__Instructions to follow__: Only a number is wanted: how many lines in these records contain the word "true"?

__Material provided__:
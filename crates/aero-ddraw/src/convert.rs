//! Pixel conversion between a surface's CPU layout and the format its resource was created in.
//!
//! A device may reject a legacy format (16-bit RGB layouts and DXTn are commonly missing on GL
//! class backends), in which case the resource is created in a wider format and every transfer
//! goes through a [`Conversion`]. Uncompressed layouts are repacked channel by channel; DXTn
//! payloads are decompressed on upload. Decompression is one-way, so such resources cannot be
//! read back.

use crate::format::{pixel_format, D3DFormat, PixelFormatFlags};

/// Channel masks of a packed RGB layout, in red, green, blue, alpha order.
#[derive(Debug, Clone, Copy, PartialEq, Eq)]
pub struct ChannelLayout {
    bytes: usize,
    masks: [u32; 4],
}

impl ChannelLayout {
    /// Layout of a byte-aligned RGB format. Palettized, luminance, bump, depth and FourCC
    /// formats have none.
    pub fn of(format: D3DFormat) -> Option<Self> {
        let pf = pixel_format(format)?;
        if !pf.flags.contains(PixelFormatFlags::RGB)
            || pf.flags.contains(PixelFormatFlags::PALETTEINDEXED8)
            || pf.bit_count % 8 != 0
        {
            return None;
        }
        Some(Self {
            bytes: (pf.bit_count / 8) as usize,
            masks: [pf.red_mask, pf.green_mask, pf.blue_mask, pf.alpha_mask],
        })
    }

    pub fn bytes_per_pixel(&self) -> usize {
        self.bytes
    }

    fn read(&self, px: &[u8]) -> u32 {
        px.iter()
            .take(self.bytes)
            .enumerate()
            .fold(0, |acc, (i, b)| acc | (u32::from(*b) << (8 * i)))
    }

    fn write(&self, px: &mut [u8], value: u32) {
        for (i, b) in px.iter_mut().take(self.bytes).enumerate() {
            *b = (value >> (8 * i)) as u8;
        }
    }

    /// Expands one pixel to RGBA8. Missing alpha reads as opaque.
    pub fn decode(&self, px: &[u8]) -> [u8; 4] {
        let raw = self.read(px);
        let [r, g, b, a] = self.masks;
        [
            expand(raw, r).unwrap_or(0),
            expand(raw, g).unwrap_or(0),
            expand(raw, b).unwrap_or(0),
            expand(raw, a).unwrap_or(255),
        ]
    }

    /// Packs RGBA8 into one pixel. Channels without a mask are dropped.
    pub fn encode(&self, rgba: [u8; 4], px: &mut [u8]) {
        let raw = self
            .masks
            .iter()
            .zip(rgba)
            .fold(0, |acc, (&mask, c)| acc | pack(c, mask));
        self.write(px, raw);
    }

    fn same_channels(&self, other: &Self) -> bool {
        self.bytes == other.bytes && self.masks[..3] == other.masks[..3]
    }
}

fn expand(raw: u32, mask: u32) -> Option<u8> {
    if mask == 0 {
        return None;
    }
    let shift = mask.trailing_zeros();
    let max = u64::from(mask >> shift);
    let v = u64::from((raw & mask) >> shift);
    Some(((v * 255 + max / 2) / max) as u8)
}

fn pack(c: u8, mask: u32) -> u32 {
    if mask == 0 {
        return 0;
    }
    let shift = mask.trailing_zeros();
    let max = u64::from(mask >> shift);
    let v = (u64::from(c) * max + 127) / 255;
    ((v as u32) << shift) & mask
}

#[derive(Debug, Clone, Copy, PartialEq, Eq)]
pub enum Conversion {
    /// Bytes are copied unchanged.
    Direct,
    Repack {
        from: ChannelLayout,
        to: ChannelLayout,
    },
    /// DXTn blocks decoded into an RGB layout.
    Decompress { from: D3DFormat, to: ChannelLayout },
}

/// How to move pixels stored as `src` into a resource holding `dst`. `None` when no lossless
/// or decoding path exists.
pub fn plan(src: D3DFormat, dst: D3DFormat) -> Option<Conversion> {
    if src == dst {
        return Some(Conversion::Direct);
    }
    match (src.is_block_compressed(), ChannelLayout::of(src), ChannelLayout::of(dst)) {
        (true, _, Some(to)) => Some(Conversion::Decompress { from: src, to }),
        (false, Some(from), Some(to)) if from.same_channels(&to) => Some(Conversion::Direct),
        (false, Some(from), Some(to)) => Some(Conversion::Repack { from, to }),
        (false, None, None) if src.bits_per_pixel() == dst.bits_per_pixel() => {
            Some(Conversion::Direct)
        }
        _ => None,
    }
}

/// Repacks `rows` rows of `width` pixels. Rows that do not fit either buffer are left alone.
#[allow(clippy::too_many_arguments)]
pub fn repack_rows(
    from: &ChannelLayout,
    to: &ChannelLayout,
    dst: &mut [u8],
    dst_pitch: u32,
    src: &[u8],
    src_pitch: u32,
    width: u32,
    rows: u32,
) {
    let width = width as usize;
    let (src_row_len, dst_row_len) = (width * from.bytes, width * to.bytes);
    for row in 0..rows as usize {
        let src_off = row * src_pitch as usize;
        let dst_off = row * dst_pitch as usize;
        let (Some(src_row), Some(dst_row)) = (
            src.get(src_off..src_off + src_row_len),
            dst.get_mut(dst_off..dst_off + dst_row_len),
        ) else {
            break;
        };
        for (s, d) in src_row
            .chunks_exact(from.bytes)
            .zip(dst_row.chunks_exact_mut(to.bytes))
        {
            to.encode(from.decode(s), d);
        }
    }
}

/// Decodes a DXTn payload of `width` x `height` pixels into `dst`.
pub fn decompress(
    format: D3DFormat,
    to: &ChannelLayout,
    dst: &mut [u8],
    dst_pitch: u32,
    src: &[u8],
    width: u32,
    height: u32,
) {
    let Some(block_bytes) = format.block_bytes() else {
        return;
    };
    let block_bytes = block_bytes as usize;
    let blocks_wide = width.div_ceil(4) as usize;
    let blocks_high = height.div_ceil(4) as usize;

    for by in 0..blocks_high {
        for bx in 0..blocks_wide {
            let off = (by * blocks_wide + bx) * block_bytes;
            let Some(block) = src.get(off..off + block_bytes) else {
                return;
            };
            let texels = decode_block(format, block);
            for (i, rgba) in texels.into_iter().enumerate() {
                let x = bx * 4 + i % 4;
                let y = by * 4 + i / 4;
                if x >= width as usize || y >= height as usize {
                    continue;
                }
                let at = y * dst_pitch as usize + x * to.bytes;
                if let Some(px) = dst.get_mut(at..at + to.bytes) {
                    to.encode(rgba, px);
                }
            }
        }
    }
}

fn decode_block(format: D3DFormat, block: &[u8]) -> [[u8; 4]; 16] {
    match format {
        D3DFormat::Dxt1 => decode_dxt1(block),
        D3DFormat::Dxt2 | D3DFormat::Dxt3 => decode_dxt3(block),
        _ => decode_dxt5(block),
    }
}

fn le_u16(bytes: &[u8], at: usize) -> u16 {
    u16::from_le_bytes([bytes[at], bytes[at + 1]])
}

fn le_u32(bytes: &[u8], at: usize) -> u32 {
    u32::from_le_bytes([bytes[at], bytes[at + 1], bytes[at + 2], bytes[at + 3]])
}

fn rgb565(c: u16) -> [u8; 3] {
    let r = ((c >> 11) & 0x1F) as u8;
    let g = ((c >> 5) & 0x3F) as u8;
    let b = (c & 0x1F) as u8;
    [(r << 3) | (r >> 2), (g << 2) | (g >> 4), (b << 3) | (b >> 2)]
}

fn lerp(a: u8, b: u8, num: u32, den: u32) -> u8 {
    ((u32::from(a) * (den - num) + u32::from(b) * num) / den) as u8
}

fn mix(a: [u8; 3], b: [u8; 3], num: u32, den: u32) -> [u8; 3] {
    [
        lerp(a[0], b[0], num, den),
        lerp(a[1], b[1], num, den),
        lerp(a[2], b[2], num, den),
    ]
}

/// Colour palette of a DXT colour block. `punch_through` selects the three colour plus
/// transparent mode when the endpoints are not in descending order (DXT1 only).
fn colour_palette(color0: u16, color1: u16, punch_through: bool) -> [[u8; 4]; 4] {
    let (c0, c1) = (rgb565(color0), rgb565(color1));
    let opaque = |[r, g, b]: [u8; 3]| [r, g, b, 255];
    if color0 > color1 || !punch_through {
        [
            opaque(c0),
            opaque(c1),
            opaque(mix(c0, c1, 1, 3)),
            opaque(mix(c0, c1, 2, 3)),
        ]
    } else {
        [opaque(c0), opaque(c1), opaque(mix(c0, c1, 1, 2)), [0; 4]]
    }
}

fn colour_texels(block: &[u8], punch_through: bool) -> [[u8; 4]; 16] {
    let palette = colour_palette(le_u16(block, 0), le_u16(block, 2), punch_through);
    let indices = le_u32(block, 4);
    std::array::from_fn(|i| palette[((indices >> (2 * i)) & 0b11) as usize])
}

fn decode_dxt1(block: &[u8]) -> [[u8; 4]; 16] {
    colour_texels(block, true)
}

fn decode_dxt3(block: &[u8]) -> [[u8; 4]; 16] {
    let alpha = u64::from(le_u32(block, 0)) | (u64::from(le_u32(block, 4)) << 32);
    let mut texels = colour_texels(&block[8..], false);
    for (i, texel) in texels.iter_mut().enumerate() {
        texel[3] = ((alpha >> (4 * i)) & 0xF) as u8 * 17;
    }
    texels
}

fn decode_dxt5(block: &[u8]) -> [[u8; 4]; 16] {
    let (a0, a1) = (block[0], block[1]);
    let mut alphas = [a0, a1, 0, 0, 0, 0, 0, 255];
    if a0 > a1 {
        for (step, a) in alphas[2..].iter_mut().enumerate() {
            *a = lerp(a0, a1, step as u32 + 1, 7);
        }
    } else {
        for (step, a) in alphas[2..6].iter_mut().enumerate() {
            *a = lerp(a0, a1, step as u32 + 1, 5);
        }
    }
    let indices = block[2..8]
        .iter()
        .enumerate()
        .fold(0u64, |acc, (i, b)| acc | (u64::from(*b) << (8 * i)));

    let mut texels = colour_texels(&block[8..], false);
    for (i, texel) in texels.iter_mut().enumerate() {
        texel[3] = alphas[((indices >> (3 * i)) & 0b111) as usize];
    }
    texels
}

__Problem solution__: 2